ACTIVITY: The required output is the line containing "let summary = BulkIndexSummary::empty();" followed by each line through the end of the data below, repeated exactly and with nothing added.

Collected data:

□ □ □

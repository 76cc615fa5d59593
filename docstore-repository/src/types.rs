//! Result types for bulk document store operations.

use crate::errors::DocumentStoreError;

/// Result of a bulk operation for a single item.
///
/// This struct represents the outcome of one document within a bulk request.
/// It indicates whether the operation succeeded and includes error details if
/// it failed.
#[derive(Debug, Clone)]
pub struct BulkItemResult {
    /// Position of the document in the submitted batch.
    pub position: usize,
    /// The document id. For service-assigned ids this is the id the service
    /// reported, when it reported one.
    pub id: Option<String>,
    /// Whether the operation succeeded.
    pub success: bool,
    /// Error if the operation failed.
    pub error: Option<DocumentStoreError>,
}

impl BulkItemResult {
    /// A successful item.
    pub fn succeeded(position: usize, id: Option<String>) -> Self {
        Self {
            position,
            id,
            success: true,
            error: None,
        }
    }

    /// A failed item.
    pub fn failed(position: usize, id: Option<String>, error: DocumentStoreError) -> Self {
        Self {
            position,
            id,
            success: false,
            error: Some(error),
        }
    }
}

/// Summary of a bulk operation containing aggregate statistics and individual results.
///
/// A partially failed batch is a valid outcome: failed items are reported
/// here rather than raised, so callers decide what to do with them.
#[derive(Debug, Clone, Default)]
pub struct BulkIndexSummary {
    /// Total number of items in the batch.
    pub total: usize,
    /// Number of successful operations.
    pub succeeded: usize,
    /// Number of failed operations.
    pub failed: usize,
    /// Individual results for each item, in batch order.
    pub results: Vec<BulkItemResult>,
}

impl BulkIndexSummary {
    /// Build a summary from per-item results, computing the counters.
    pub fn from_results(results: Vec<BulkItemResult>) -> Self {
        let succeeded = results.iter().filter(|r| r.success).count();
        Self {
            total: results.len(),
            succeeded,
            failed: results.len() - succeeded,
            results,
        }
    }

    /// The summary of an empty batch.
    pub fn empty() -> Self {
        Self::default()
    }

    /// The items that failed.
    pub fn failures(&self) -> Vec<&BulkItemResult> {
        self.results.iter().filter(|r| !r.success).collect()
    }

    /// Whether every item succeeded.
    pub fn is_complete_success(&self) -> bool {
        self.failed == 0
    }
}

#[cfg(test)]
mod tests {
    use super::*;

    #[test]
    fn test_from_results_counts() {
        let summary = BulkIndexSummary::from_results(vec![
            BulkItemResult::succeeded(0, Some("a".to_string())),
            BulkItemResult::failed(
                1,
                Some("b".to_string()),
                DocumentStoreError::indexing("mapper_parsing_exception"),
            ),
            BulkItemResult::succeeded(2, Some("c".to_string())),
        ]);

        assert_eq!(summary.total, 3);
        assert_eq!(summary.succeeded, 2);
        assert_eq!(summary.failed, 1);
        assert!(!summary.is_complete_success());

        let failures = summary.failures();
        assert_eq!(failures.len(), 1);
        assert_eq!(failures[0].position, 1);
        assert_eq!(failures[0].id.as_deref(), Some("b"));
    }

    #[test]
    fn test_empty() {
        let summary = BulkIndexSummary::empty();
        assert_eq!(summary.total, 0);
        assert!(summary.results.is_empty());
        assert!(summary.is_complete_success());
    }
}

□ □ □

ANSWER SPACE:
        let summary = BulkIndexSummary::empty();
        assert_eq!(summary.total, 0);
        assert!(summary.results.is_empty());
        assert!(summary.is_complete_success());
    }
}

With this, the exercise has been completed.